Where the word "NsiReceiveDataPlaneDown" occurs in a line of the listing below, copy that line.

INPUT DATA.
########

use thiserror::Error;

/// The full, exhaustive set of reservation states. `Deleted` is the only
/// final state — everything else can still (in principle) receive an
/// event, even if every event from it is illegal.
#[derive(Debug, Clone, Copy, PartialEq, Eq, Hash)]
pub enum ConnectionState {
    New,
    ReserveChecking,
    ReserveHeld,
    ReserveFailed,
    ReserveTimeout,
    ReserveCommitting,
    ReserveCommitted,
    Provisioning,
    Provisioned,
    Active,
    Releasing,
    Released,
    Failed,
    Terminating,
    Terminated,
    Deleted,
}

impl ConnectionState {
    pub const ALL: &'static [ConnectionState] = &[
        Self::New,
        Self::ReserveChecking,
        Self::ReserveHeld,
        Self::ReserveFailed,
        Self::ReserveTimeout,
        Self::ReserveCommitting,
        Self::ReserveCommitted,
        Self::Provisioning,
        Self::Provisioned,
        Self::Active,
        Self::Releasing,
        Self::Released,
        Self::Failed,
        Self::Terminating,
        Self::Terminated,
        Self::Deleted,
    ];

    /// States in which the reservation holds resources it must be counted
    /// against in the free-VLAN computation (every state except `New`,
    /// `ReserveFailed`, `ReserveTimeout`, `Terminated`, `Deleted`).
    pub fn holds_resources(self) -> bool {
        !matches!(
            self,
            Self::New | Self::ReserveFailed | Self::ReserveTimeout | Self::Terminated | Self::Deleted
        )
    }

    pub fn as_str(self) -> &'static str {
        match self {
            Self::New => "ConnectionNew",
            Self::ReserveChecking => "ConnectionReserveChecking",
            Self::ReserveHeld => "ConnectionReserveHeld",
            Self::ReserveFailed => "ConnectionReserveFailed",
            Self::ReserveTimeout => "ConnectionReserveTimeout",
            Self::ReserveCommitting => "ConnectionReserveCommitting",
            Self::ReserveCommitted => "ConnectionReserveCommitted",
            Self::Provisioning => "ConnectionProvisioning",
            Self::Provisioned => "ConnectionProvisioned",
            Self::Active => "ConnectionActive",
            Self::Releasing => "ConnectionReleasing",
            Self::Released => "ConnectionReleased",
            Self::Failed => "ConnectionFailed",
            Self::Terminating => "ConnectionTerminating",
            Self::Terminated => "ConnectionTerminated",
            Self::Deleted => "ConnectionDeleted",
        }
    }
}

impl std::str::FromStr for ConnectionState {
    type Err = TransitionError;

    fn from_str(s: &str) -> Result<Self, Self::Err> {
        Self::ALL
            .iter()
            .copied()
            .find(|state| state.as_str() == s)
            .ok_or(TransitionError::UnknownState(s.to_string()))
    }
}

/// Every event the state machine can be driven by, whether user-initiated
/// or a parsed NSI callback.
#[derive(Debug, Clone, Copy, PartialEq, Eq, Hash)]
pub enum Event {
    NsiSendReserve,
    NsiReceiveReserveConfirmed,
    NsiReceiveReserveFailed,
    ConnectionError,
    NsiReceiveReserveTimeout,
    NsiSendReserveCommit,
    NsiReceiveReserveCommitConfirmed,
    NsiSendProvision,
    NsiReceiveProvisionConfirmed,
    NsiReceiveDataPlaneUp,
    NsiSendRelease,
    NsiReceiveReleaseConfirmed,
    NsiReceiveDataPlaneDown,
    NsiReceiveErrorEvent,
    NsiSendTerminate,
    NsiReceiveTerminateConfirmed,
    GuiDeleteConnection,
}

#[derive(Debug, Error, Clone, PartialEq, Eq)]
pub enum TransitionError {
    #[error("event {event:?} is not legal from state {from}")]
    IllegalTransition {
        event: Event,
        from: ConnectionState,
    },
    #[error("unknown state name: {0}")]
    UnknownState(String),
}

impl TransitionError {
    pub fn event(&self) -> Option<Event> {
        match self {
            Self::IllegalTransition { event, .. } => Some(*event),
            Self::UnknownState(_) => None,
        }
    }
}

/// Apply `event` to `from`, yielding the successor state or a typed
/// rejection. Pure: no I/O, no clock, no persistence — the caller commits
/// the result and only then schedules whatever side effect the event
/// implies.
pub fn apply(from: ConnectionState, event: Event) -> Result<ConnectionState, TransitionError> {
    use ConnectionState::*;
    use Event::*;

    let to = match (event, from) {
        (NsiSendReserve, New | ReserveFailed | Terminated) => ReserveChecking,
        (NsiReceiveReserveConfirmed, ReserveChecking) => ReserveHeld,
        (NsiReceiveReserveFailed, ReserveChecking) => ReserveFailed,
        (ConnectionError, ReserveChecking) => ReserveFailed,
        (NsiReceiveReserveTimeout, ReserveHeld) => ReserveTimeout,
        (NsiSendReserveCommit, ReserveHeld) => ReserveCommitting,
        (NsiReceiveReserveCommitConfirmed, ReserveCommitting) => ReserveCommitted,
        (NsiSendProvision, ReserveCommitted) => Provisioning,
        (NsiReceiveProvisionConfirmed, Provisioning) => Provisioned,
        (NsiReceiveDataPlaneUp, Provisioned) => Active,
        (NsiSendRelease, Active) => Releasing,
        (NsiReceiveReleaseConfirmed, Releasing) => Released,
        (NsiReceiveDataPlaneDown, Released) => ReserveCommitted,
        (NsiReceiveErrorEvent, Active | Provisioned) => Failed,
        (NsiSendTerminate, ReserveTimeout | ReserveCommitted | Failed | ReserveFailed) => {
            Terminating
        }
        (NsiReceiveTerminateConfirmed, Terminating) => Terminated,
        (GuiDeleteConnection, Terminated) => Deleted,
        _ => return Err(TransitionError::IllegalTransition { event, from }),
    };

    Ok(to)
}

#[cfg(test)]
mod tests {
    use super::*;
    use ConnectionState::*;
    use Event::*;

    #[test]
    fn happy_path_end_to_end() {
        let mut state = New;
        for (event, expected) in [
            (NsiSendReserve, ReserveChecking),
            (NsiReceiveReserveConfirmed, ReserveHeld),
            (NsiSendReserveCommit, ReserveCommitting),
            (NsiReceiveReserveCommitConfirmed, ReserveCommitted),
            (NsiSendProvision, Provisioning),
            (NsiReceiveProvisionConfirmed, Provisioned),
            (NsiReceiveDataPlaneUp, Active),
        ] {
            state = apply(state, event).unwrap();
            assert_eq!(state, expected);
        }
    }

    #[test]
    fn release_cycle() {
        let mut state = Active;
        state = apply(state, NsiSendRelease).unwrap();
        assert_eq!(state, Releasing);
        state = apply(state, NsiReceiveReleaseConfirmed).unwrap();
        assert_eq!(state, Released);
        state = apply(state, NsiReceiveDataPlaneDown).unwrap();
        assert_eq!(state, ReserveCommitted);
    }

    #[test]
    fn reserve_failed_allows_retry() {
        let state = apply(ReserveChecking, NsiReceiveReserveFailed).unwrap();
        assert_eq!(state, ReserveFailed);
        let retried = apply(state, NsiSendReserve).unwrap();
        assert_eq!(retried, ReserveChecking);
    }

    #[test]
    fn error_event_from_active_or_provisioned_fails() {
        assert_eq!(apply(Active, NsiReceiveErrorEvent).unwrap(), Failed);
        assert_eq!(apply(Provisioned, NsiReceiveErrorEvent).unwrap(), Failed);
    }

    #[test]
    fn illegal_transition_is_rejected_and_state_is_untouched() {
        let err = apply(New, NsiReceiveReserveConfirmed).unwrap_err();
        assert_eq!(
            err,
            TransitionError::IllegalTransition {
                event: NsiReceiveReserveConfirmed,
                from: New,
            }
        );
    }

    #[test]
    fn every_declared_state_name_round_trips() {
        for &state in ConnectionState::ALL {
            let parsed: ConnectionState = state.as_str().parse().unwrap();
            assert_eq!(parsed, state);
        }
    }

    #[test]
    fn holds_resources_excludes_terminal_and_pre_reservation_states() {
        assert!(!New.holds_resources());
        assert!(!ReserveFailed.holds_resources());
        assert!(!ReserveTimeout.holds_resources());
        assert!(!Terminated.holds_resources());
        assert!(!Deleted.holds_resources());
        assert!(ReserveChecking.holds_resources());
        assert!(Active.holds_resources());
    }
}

########

TASK SOLUTION.
    NsiReceiveDataPlaneDown,
        (NsiReceiveDataPlaneDown, Released) => ReserveCommitted,
        state = apply(state, NsiReceiveDataPlaneDown).unwrap();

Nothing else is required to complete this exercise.